So have I ever really talked about my job?
As I've said, it's a library in a museum in a gorgeous Victorian mansion. It's in a park where I often take K, since it has a really good playground. As it turns out, the park, the museum and the library are all the gift of Robert Ryerss, a rich man who died in 1910. He was a Quaker, the descendant of someone who came over with William Penn, and believed strongly in public service. So when it was clear he was going to die childless, he left his summer house and the land around it to the city to make a park, museum and public library. His wife (his former housekeeper) decided that there wasn't enough stuff in the house to make a proper museum, so she went on an around-the-world shopping trip, bringing back anything she thought was interesting. She wound up bringing so much back that they had to build an addition on the house (a lot of that was because there were some big Buddhas that wouldn't fit in the original house).
So the museum consists of the first floor, which is set up the way a Victorian house would have been set up, two gigantic rooms full of a fascinating variety of stuff, and then the library on the second floor, where the bedrooms used to be. The library is just like a small public library - popular fiction, a wide variety of non-fiction, some local history and a children's section.
It's not intentional, but the library is a bit of an antique just like the rest of the house. We do pretty well keeping current with adult popular fiction and some adult non-fiction, but there isn't any regular purchasing for the children's section, which means it's more than a little bit dated. And speaking of dated, we still have a card catalog.
I have several goals for this job. One is to try and get more people in, and younger people. We're a well-kept secret with a small core clientele, who tend to be on the antique side themselves. I think we really need to get younger people in, and the best way to do that is try to attract children. We have a bunch of prepared children's programs, so I'm probably going to start trying to run them in the new year. I may try to start a storytime as well. I'm going to state for the record that both of these projects are so far out of my comfort zone that I can't even see it on the horizon, but at least now that I'm a parent, I feel like I'm marginally capable of this. I've been to a lot of storytimes recently, which gives me a much better idea of what works well.

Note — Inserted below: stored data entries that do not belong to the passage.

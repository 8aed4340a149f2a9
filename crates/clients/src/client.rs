use core::str::FromStr;

use chrono::{DateTime, Utc};
use serde::{Deserialize, Serialize};

use jarvis_core::{DomainError, DomainResult, EntityId, EntityType, TenantContext, TenantId, UserId};
use jarvis_query::{
    ColumnSet, FilterBuilder, ListOptions, ListQuery, Record, Resource, SortOrder, SqlValue,
    split_list,
};

pub const DEFAULT_STATUS: &str = "lead";
pub const MAX_RATING: i64 = 5;

/// Individual (`PF`) or company (`PJ`).
#[derive(Debug, Copy, Clone, PartialEq, Eq, Hash, Serialize, Deserialize)]
pub enum ClientType {
    #[serde(rename = "PF")]
    Individual,
    #[serde(rename = "PJ")]
    Company,
}

impl ClientType {
    pub fn as_str(&self) -> &'static str {
        match self {
            ClientType::Individual => "PF",
            ClientType::Company => "PJ",
        }
    }
}

impl FromStr for ClientType {
    type Err = DomainError;

    fn from_str(s: &str) -> Result<Self, Self::Err> {
        match s {
            "PF" => Ok(ClientType::Individual),
            "PJ" => Ok(ClientType::Company),
            other => Err(DomainError::validation(format!("client type must be PF or PJ, got '{other}'"))),
        }
    }
}

#[derive(Debug, Clone, PartialEq, Serialize)]
pub struct Client {
    pub id: EntityId,
    pub tenant_id: TenantId,
    #[serde(rename = "type")]
    pub kind: ClientType,
    pub name: String,
    /// CPF/CNPJ; unique among a tenant's live clients.
    pub document: String,
    pub email: Option<String>,
    pub phone: Option<String>,
    pub whatsapp: Option<String>,
    pub address: Option<String>,
    pub city: Option<String>,
    pub state: Option<String>,
    pub zipcode: Option<String>,
    pub company_name: Option<String>,
    pub occupation: Option<String>,
    pub status: String,
    pub source: Option<String>,
    pub tags: Vec<String>,
    pub rating: i64,
    pub notes: Option<String>,
    pub created_by: Option<UserId>,
    pub created_at: DateTime<Utc>,
    pub updated_at: DateTime<Utc>,
    #[serde(skip_serializing_if = "Option::is_none")]
    pub deleted_at: Option<DateTime<Utc>>,
}

#[derive(Debug, Clone, PartialEq, Serialize, Deserialize)]
pub struct NewClient {
    #[serde(rename = "type")]
    pub kind: ClientType,
    pub name: String,
    pub document: String,
    #[serde(default)]
    pub email: Option<String>,
    #[serde(default)]
    pub phone: Option<String>,
    #[serde(default)]
    pub whatsapp: Option<String>,
    #[serde(default)]
    pub address: Option<String>,
    #[serde(default)]
    pub city: Option<String>,
    #[serde(default)]
    pub state: Option<String>,
    #[serde(default)]
    pub zipcode: Option<String>,
    #[serde(default)]
    pub company_name: Option<String>,
    #[serde(default)]
    pub occupation: Option<String>,
    #[serde(default)]
    pub status: Option<String>,
    #[serde(default)]
    pub source: Option<String>,
    #[serde(default)]
    pub tags: Vec<String>,
    #[serde(default)]
    pub rating: Option<i64>,
    #[serde(default)]
    pub notes: Option<String>,
}

/// Partial update; `None` leaves a field unchanged.
#[derive(Debug, Clone, Default, PartialEq, Deserialize)]
pub struct ClientPatch {
    #[serde(rename = "type")]
    pub kind: Option<ClientType>,
    pub name: Option<String>,
    pub document: Option<String>,
    pub email: Option<String>,
    pub phone: Option<String>,
    pub whatsapp: Option<String>,
    pub address: Option<String>,
    pub city: Option<String>,
    pub state: Option<String>,
    pub zipcode: Option<String>,
    pub company_name: Option<String>,
    pub occupation: Option<String>,
    pub status: Option<String>,
    pub source: Option<String>,
    pub tags: Option<Vec<String>>,
    pub rating: Option<i64>,
    pub notes: Option<String>,
}

/// Recognised list options. Anything else in the query string is ignored.
#[derive(Debug, Clone, Default, PartialEq, Deserialize)]
pub struct ClientFilter {
    pub search: Option<String>,
    #[serde(rename = "type")]
    pub kind: Option<ClientType>,
    pub status: Option<String>,
    /// Comma-separated; matches clients carrying any of them.
    pub tags: Option<String>,
    pub limit: Option<i64>,
    pub offset: Option<i64>,
    pub order_by: Option<String>,
    pub order: Option<String>,
}

#[derive(Debug, Clone, PartialEq, Serialize)]
pub struct ClientSummary {
    pub id: EntityId,
    pub name: String,
    pub document: String,
}

const CLIENT_COLUMNS: &ColumnSet = &ColumnSet {
    table: "clients",
    search: &["name", "document", "email"],
    sortable: &["name", "created_at", "updated_at", "rating"],
    default_sort: "created_at",
    default_order: SortOrder::Desc,
    unique: &["document"],
};

fn require_text(field: &str, value: &str) -> DomainResult<()> {
    if value.trim().is_empty() {
        return Err(DomainError::validation(format!("{field} is required")));
    }
    Ok(())
}

fn check_rating(rating: Option<i64>) -> DomainResult<()> {
    match rating {
        Some(r) if !(0..=MAX_RATING).contains(&r) => Err(DomainError::validation(format!(
            "rating must be between 0 and {MAX_RATING}"
        ))),
        _ => Ok(()),
    }
}

fn check_email(email: Option<&str>) -> DomainResult<()> {
    match email {
        Some(e) if !e.contains('@') => Err(DomainError::validation("email is invalid")),
        _ => Ok(()),
    }
}

fn normalise_email(email: &str) -> String {
    email.trim().to_lowercase()
}

impl ListOptions for ClientFilter {
    fn to_query(&self, ctx: &TenantContext) -> ListQuery {
        FilterBuilder::new(ctx, CLIENT_COLUMNS)
            .search(self.search.as_deref())
            .eq("type", self.kind.map(|k| k.as_str()))
            .eq("status", self.status.as_deref())
            .overlaps("tags", &split_list(self.tags.as_deref()))
            .order(self.order_by.as_deref(), self.order.as_deref())
            .page(self.limit, self.offset)
            .build()
    }
}

impl Record for Client {
    fn id(&self) -> EntityId {
        self.id
    }

    fn tenant_id(&self) -> TenantId {
        self.tenant_id
    }

    fn deleted_at(&self) -> Option<DateTime<Utc>> {
        self.deleted_at
    }

    fn column(&self, name: &str) -> SqlValue {
        match name {
            "id" => self.id.into(),
            "tenant_id" => self.tenant_id.into(),
            "type" => self.kind.as_str().into(),
            "name" => self.name.as_str().into(),
            "document" => self.document.as_str().into(),
            "email" => self.email.clone().into(),
            "phone" => self.phone.clone().into(),
            "whatsapp" => self.whatsapp.clone().into(),
            "address" => self.address.clone().into(),
            "city" => self.city.clone().into(),
            "state" => self.state.clone().into(),
            "zipcode" => self.zipcode.clone().into(),
            "company_name" => self.company_name.clone().into(),
            "occupation" => self.occupation.clone().into(),
            "status" => self.status.as_str().into(),
            "source" => self.source.clone().into(),
            "tags" => self.tags.clone().into(),
            "rating" => self.rating.into(),
            "notes" => self.notes.clone().into(),
            "created_by" => self.created_by.into(),
            "created_at" => self.created_at.into(),
            "updated_at" => self.updated_at.into(),
            "deleted_at" => self.deleted_at.into(),
            _ => SqlValue::Text(None),
        }
    }
}

impl Resource for Client {
    const ENTITY: EntityType = EntityType::Client;
    const COLUMNS: &'static ColumnSet = CLIENT_COLUMNS;
    const INSERT_COLUMNS: &'static [&'static str] = &[
        "type",
        "name",
        "document",
        "email",
        "phone",
        "whatsapp",
        "address",
        "city",
        "state",
        "zipcode",
        "company_name",
        "occupation",
        "status",
        "source",
        "tags",
        "rating",
        "notes",
        "created_by",
        "created_at",
        "updated_at",
    ];

    type New = NewClient;
    type Patch = ClientPatch;
    type Filter = ClientFilter;
    type Summary = ClientSummary;

    fn validate_new(new: &NewClient) -> DomainResult<()> {
        require_text("name", &new.name)?;
        require_text("document", &new.document)?;
        check_email(new.email.as_deref())?;
        check_rating(new.rating)
    }

    fn validate_patch(patch: &ClientPatch) -> DomainResult<()> {
        if let Some(name) = &patch.name {
            require_text("name", name)?;
        }
        if let Some(document) = &patch.document {
            require_text("document", document)?;
        }
        check_email(patch.email.as_deref())?;
        check_rating(patch.rating)
    }

    fn create(id: EntityId, ctx: &TenantContext, actor: UserId, now: DateTime<Utc>, new: NewClient) -> Self {
        Client {
            id,
            tenant_id: ctx.tenant_id(),
            kind: new.kind,
            name: new.name.trim().to_string(),
            document: new.document.trim().to_string(),
            email: new.email.as_deref().map(normalise_email),
            phone: new.phone,
            whatsapp: new.whatsapp,
            address: new.address,
            city: new.city,
            state: new.state,
            zipcode: new.zipcode,
            company_name: new.company_name,
            occupation: new.occupation,
            status: new.status.unwrap_or_else(|| DEFAULT_STATUS.to_string()),
            source: new.source,
            tags: new.tags,
            rating: new.rating.unwrap_or(0),
            notes: new.notes,
            created_by: Some(actor),
            created_at: now,
            updated_at: now,
            deleted_at: None,
        }
    }

    fn changes(patch: &ClientPatch, _now: DateTime<Utc>) -> Vec<(&'static str, SqlValue)> {
        let mut out: Vec<(&'static str, SqlValue)> = Vec::new();
        if let Some(kind) = patch.kind {
            out.push(("type", kind.as_str().into()));
        }
        if let Some(name) = &patch.name {
            out.push(("name", name.trim().into()));
        }
        if let Some(document) = &patch.document {
            out.push(("document", document.trim().into()));
        }
        if let Some(email) = &patch.email {
            out.push(("email", normalise_email(email).into()));
        }
        let optional_text = [
            ("phone", &patch.phone),
            ("whatsapp", &patch.whatsapp),
            ("address", &patch.address),
            ("city", &patch.city),
            ("state", &patch.state),
            ("zipcode", &patch.zipcode),
            ("company_name", &patch.company_name),
            ("occupation", &patch.occupation),
            ("status", &patch.status),
            ("source", &patch.source),
            ("notes", &patch.notes),
        ];
        for (column, value) in optional_text {
            if let Some(v) = value {
                out.push((column, v.as_str().into()));
            }
        }
        if let Some(tags) = &patch.tags {
            out.push(("tags", tags.clone().into()));
        }
        if let Some(rating) = patch.rating {
            out.push(("rating", rating.into()));
        }
        out
    }

    fn apply(&mut self, patch: &ClientPatch, now: DateTime<Utc>) {
        if let Some(kind) = patch.kind {
            self.kind = kind;
        }
        if let Some(name) = &patch.name {
            self.name = name.trim().to_string();
        }
        if let Some(document) = &patch.document {
            self.document = document.trim().to_string();
        }
        if let Some(email) = &patch.email {
            self.email = Some(normalise_email(email));
        }
        let optional_text = [
            (&mut self.phone, &patch.phone),
            (&mut self.whatsapp, &patch.whatsapp),
            (&mut self.address, &patch.address),
            (&mut self.city, &patch.city),
            (&mut self.state, &patch.state),
            (&mut self.zipcode, &patch.zipcode),
            (&mut self.company_name, &patch.company_name),
            (&mut self.occupation, &patch.occupation),
            (&mut self.source, &patch.source),
            (&mut self.notes, &patch.notes),
        ];
        for (field, value) in optional_text {
            if value.is_some() {
                field.clone_from(value);
            }
        }
        if let Some(status) = &patch.status {
            self.status = status.clone();
        }
        if let Some(tags) = &patch.tags {
            self.tags = tags.clone();
        }
        if let Some(rating) = patch.rating {
            self.rating = rating;
        }
        self.updated_at = now;
    }

    fn mark_deleted(&mut self, at: DateTime<Utc>) {
        self.deleted_at = Some(at);
    }

    fn summary(&self) -> ClientSummary {
        ClientSummary {
            id: self.id,
            name: self.name.clone(),
            document: self.document.clone(),
        }
    }

    fn display_name(&self) -> String {
        self.name.clone()
    }

    fn reference(&self) -> Option<String> {
        Some(self.document.clone())
    }
}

My second project is rearranging the children's section. It's broken up into a lot of smaller sections, but none of the books have spine labels, which means I tend to spend a lot of time wandering around trying to figure out where books should go. In a library, not knowing where the books go is, what's the term? Oh yes, incredibly, stupendously, horrifyingly bad. Bad bad bad. And did I mention bad? So I'm going to put spine labels on all of the books so we know where they go. Before I do that, I need to make sure all of the books are where I want them to be, so I'm slowly shifting and rearranging.
And as I'm doing the spine labels, I'm going to be working on my third project - moving everything to the computer. I'm not talking about getting rid of the card catalog, but there's no reason that we can't do the cataloging on the computer and then print out cards for the physical catalog too. Right now, all of our cataloging (typing the cards and the labels) is done on the typewriter and it's absolutely unnecessary. All of that can be done on the computer and save us a huge amount of time and tedium. I'm not sure what's worse - having to type out five cards for the same book (one each for author, title, subject headings and the shelf list), or discovering at the end that you've faithfully reproduced the same mistake on all five of them. We don't have a correction ribbon either, which makes typing a much more hazardous proposition. You never quite realize how bad a typist you are until you have to use a typewriter and can't backspace to erase your mistakes. If I were doing this on the computer, even if all I were using was Word, I could use copy and paste to only have to type out one card and then make the minor changes for the other cards.
I'm sure I don't even need to talk about the advantages of having the catalog on the computer. Besides the better searching capabilities, it would solve the problem I've been finding of catalog cards that aren't always in the right order. Argh. Pardon me while I go whimper in the corner now. Once the cards are out of order, all is lost. Quite literally.
So! Clearly it's going to be a while until I'm bored at work. These projects are all in addition to the normal work of checking books in and out, helping patrons and all of the sundry other things librarians do. Lately, it's been printing out seasonal decorations from the web for new displays as we move rapid-fire through the different holiday seasons. I have to admit, my graduate school classes never really prepared me to spend the afternoon cutting out paper snowflakes. And even enjoying it, which is weird because that so isn't me. I'm not the artsy-crafty decorating type, but I seem to be discovering my inner kindergarten teacher.
So that's my job. I go to work in a gorgeous mansion, in a room with beautiful molding and two marble fireplaces, doing work I really love. If only it were more hours a week, it would be perfect.